Atop Hawk Mountain, Pa., 2010

Atop Hawk Mountain, Pa., 2010
Photo by R.E. Berg-Andersson

Friday, August 30, 2013

Eyes to the Sky

When I was a child, I did not look forward to Labor Day. September in general and Labor Day in particular meant returning to school. This started to change when I went to college. The week or so before Labor Day meant heading back to Boston. I enjoyed being away from home.

Now that I am an adult, especially one who works from home in an office facing the street, I understand how my parents must've felt when it was time to send me back to school. I am greatly looking forward to having assorted children safely elsewhere during the day and then inside doing homework as the evening comes, earlier each day.

I only regret the usual Thursday after Labor Day this year is the Jewish holiday Rosh Hashana, new year's, and the children will have a few extra days of liberty before school starts the following Monday.

Migrating Cooper's hawk by Margo D. Beller
September 1 is the "new year" in another sense, too. It is when hawk watches, those areas where it is best to see raptors heading south take advantage of mountain ridges and rising warm air known as thermals, open for "business."

I've written before about the joy of standing on a mountain top and watching raptors - osprey, eagle, accipiters, buteos, falcons - flying over you. In the case of Pennsylvania's Hawk Mountain Sanctuary (one of the best-known hawk watches in this part of the country) you are up so high the hawks are practically at eye level.

But there's a price for this access. It is hard and in some places very rocky climbing up to the North lookout, the one at the very top. (There are others, with varying degree of view, along the way.) It is about as hard, if not worse, coming down. My husband and I have been up there twice. The first time, any discomfort we may have had was ignored as we found assorted warblers and others, including a life bird for us, a Bicknell's thrush.
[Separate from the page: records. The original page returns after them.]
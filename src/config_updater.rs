//! Reconfiguration of the token and the default asset.
//!
//! [`ConfigUpdater`] starts from what was loaded at process start, tracks
//! which of the two documents really changed and writes them back only
//! after both have passed a write check. A failed check leaves both files
//! untouched.

use crate::{
    configuration::{ConfigPaths, Configuration, DefaultAsset},
    credentials::Credentials,
    error::FactError,
    metadata::MetadataClient,
    resolution::AssetLookup,
};
use std::{fs, path::Path};
use tracing::{debug, info, warn};

pub struct ConfigUpdater<'a> {
    configuration: Configuration,
    paths: &'a ConfigPaths,
    lookup: &'a dyn AssetLookup,
    original_token: Option<String>,
    token: Option<String>,
    original_asset: DefaultAsset,
}

impl<'a> ConfigUpdater<'a> {
    pub fn new(
        configuration: Configuration,
        credentials: &Credentials,
        paths: &'a ConfigPaths,
        lookup: &'a dyn AssetLookup,
    ) -> Self {
        let original_asset = configuration.default_asset().clone();
        let original_token = credentials.jwt().map(str::to_string);
        Self {
            configuration,
            paths,
            lookup,
            token: original_token.clone(),
            original_token,
            original_asset,
        }
    }

    pub fn original_token(&self) -> Option<&str> {
        self.original_token.as_deref()
    }

    pub fn token(&self) -> Option<&str> {
        self.token.as_deref()
    }

    pub fn asset(&self) -> &DefaultAsset {
        self.configuration.default_asset()
    }

    pub fn main_changed(&self) -> bool {
        self.configuration.default_asset() != &self.original_asset
    }

    pub fn credentials_changed(&self) -> bool {
        self.token != self.original_token
    }

    /// `None` or an empty token removes the stored one.
    pub fn set_token(&mut self, token: Option<String>) {
        self.token = token.filter(|t| !t.is_empty());
    }

    pub fn set_asset_by_id(&mut self, id: impl Into<String>) {
        self.set_asset(DefaultAsset::ExplicitId(id.into()));
    }

    /// Resolution is left to [`ConfigUpdater::validate`] or to the next run.
    pub fn set_asset_by_name(&mut self, name: impl Into<String>) {
        self.set_asset(DefaultAsset::PendingName(name.into()));
    }

    /// Switches to multi-asset mode.
    pub fn clear_asset(&mut self) {
        self.set_asset(DefaultAsset::NoDefault);
    }

    fn set_asset(&mut self, asset: DefaultAsset) {
        let configuration = std::mem::take(&mut self.configuration);
        self.configuration = configuration.with_default_asset(asset);
    }

    /// Resolves a pending name if the inventory tool knows it, keeping the name otherwise.
    pub fn try_resolve_pending(&mut self) {
        let name = match self.asset() {
            DefaultAsset::PendingName(name) => name.clone(),
            _ => return,
        };

        match self.lookup.lookup(&name) {
            Ok(id) => {
                debug!("Resolved asset {} to {}", name, id);
                self.set_asset_by_id(id);
            }
            Err(e) => {
                debug!("{}", e);
                warn!(
                    "Failed to resolve asset: {}. Continuing with an unresolved asset name",
                    name
                );
            }
        }
    }

    /// Resolves a pending name and proves the new settings against the live service.
    pub async fn validate(&mut self) -> Result<(), FactError> {
        let id = match self.asset().clone() {
            DefaultAsset::PendingName(name) => {
                let id = self.lookup.lookup(&name).map_err(|e| {
                    debug!("{}", e);
                    FactError::ValidationError(format!(
                        "Could not locate the specified asset!\n\
                         Please ensure the following executes correctly and try again:\n{}",
                        self.lookup.describe(&name)
                    ))
                })?;
                self.set_asset_by_id(id.clone());
                id
            }
            DefaultAsset::ExplicitId(id) => id,
            DefaultAsset::NoDefault => {
                return Err(FactError::InputError(
                    "Validation is not possible in multi-asset mode".to_string(),
                ))
            }
        };

        let credentials = Credentials::new(self.token.clone());
        let client = MetadataClient::new(&self.configuration, &credentials, id.as_str())
            .map_err(|e| {
                debug!("Client setup failed: {}", e.chain());
                FactError::ValidationError(format!(
                    "The metadata service can not be reached with the current configuration:\n{}",
                    e
                ))
            })?;

        client.fetch_all().await.map(|_| ()).map_err(|e| {
            debug!("Validation request failed: {}", e.chain());
            FactError::ValidationError(format!(
                "Could not access the metadata of asset: {}\n\
                 Please check the asset exists and the API token has not expired",
                id
            ))
        })
    }

    /// Writes the changed documents, after every one of them passed [`assert_writable`].
    pub fn save(&self) -> Result<(), FactError> {
        let main = self.paths.main();
        let credentials = self.paths.credentials();

        if self.main_changed() {
            assert_writable(&main)?;
        }
        if self.credentials_changed() {
            assert_writable(&credentials)?;
        }

        if self.main_changed() {
            info!("Updating: {}", main.display());
            self.configuration.save(&main)?;
        } else {
            info!("Skipping: {}", main.display());
        }

        if self.credentials_changed() {
            info!("Updating: {}", credentials.display());
            Credentials::new(self.token.clone()).save(&credentials)?;
        } else {
            info!("Skipping: {}", credentials.display());
        }
        Ok(())
    }
}

/// Proves `path` can be written without changing its content.
///
/// An existing file gets its own bytes written back, a missing one is
/// created and removed again.
pub fn assert_writable(path: &Path) -> Result<(), FactError> {
    let denied = |cause: std::io::Error| FactError::PermissionError {
        path: path.to_path_buf(),
        cause,
    };

    if path.exists() {
        let bytes = fs::read(path).map_err(denied)?;
        fs::write(path, bytes).map_err(denied)?;
    } else {
        if let Some(parent) = path.parent() {
            fs::create_dir_all(parent).map_err(denied)?;
        }
        fs::File::create(path).map_err(denied)?;
        fs::remove_file(path).map_err(denied)?;
    }
    Ok(())
}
The second time, however, we had no birds to distract us and we were a few years older. I nearly fell twice trying to balance myself on a rock as we were heading downhill. By the time we got back to the relatively easy bottom part of the trail, I had to admit we would never get up to North lookout again unless we grew our own wings.

Luckily, there are other hawk watches and not all of them require the same kind of strenuous climbing. In New Jersey the ones I have visited are Chimney Rock (a short, flat path from the parking lot), Montclair (a staircase until you get near the top, and then you use a ladder to get up the final rocks) and Wildcat Ridge, which has been counting since mid-August (you can climb this or cheat and use the road up to the cellphone tower, which is what the official counters do).
Redtailed hawk, 2013. Photo by RE Berg-Andersson

My favorite is Scott's Mountain, in Harmony Township, next to the Merrill Creek reservoir. You drive up, you park, you remove your folding chair and you watch the hawks with a great group of people eager to share tips, stories and snacks, led by Henry Kielblock.

The nice thing about this time of year - besides kids back in school - is you can see  hawks anywhere just by facing north on a day when the wind turns and comes from the north or northwest. When I was working in Englewood Cliffs, in an office across a highway from the top of the Palisades, the cliffs overlooking the Hudson River, I saw a parade of hawks just by coming out the office door during the warmest part of the day and looking north.

I have also found raptors in my backyard - Cooper's hawk, sharp-shinned hawk, redtail and, the most unusual one, an immature northern goshawk.

Other birds will be migrating, too, of course. If you keep your eyes open, once you get the kids off to school, you'll be amazed by what you see.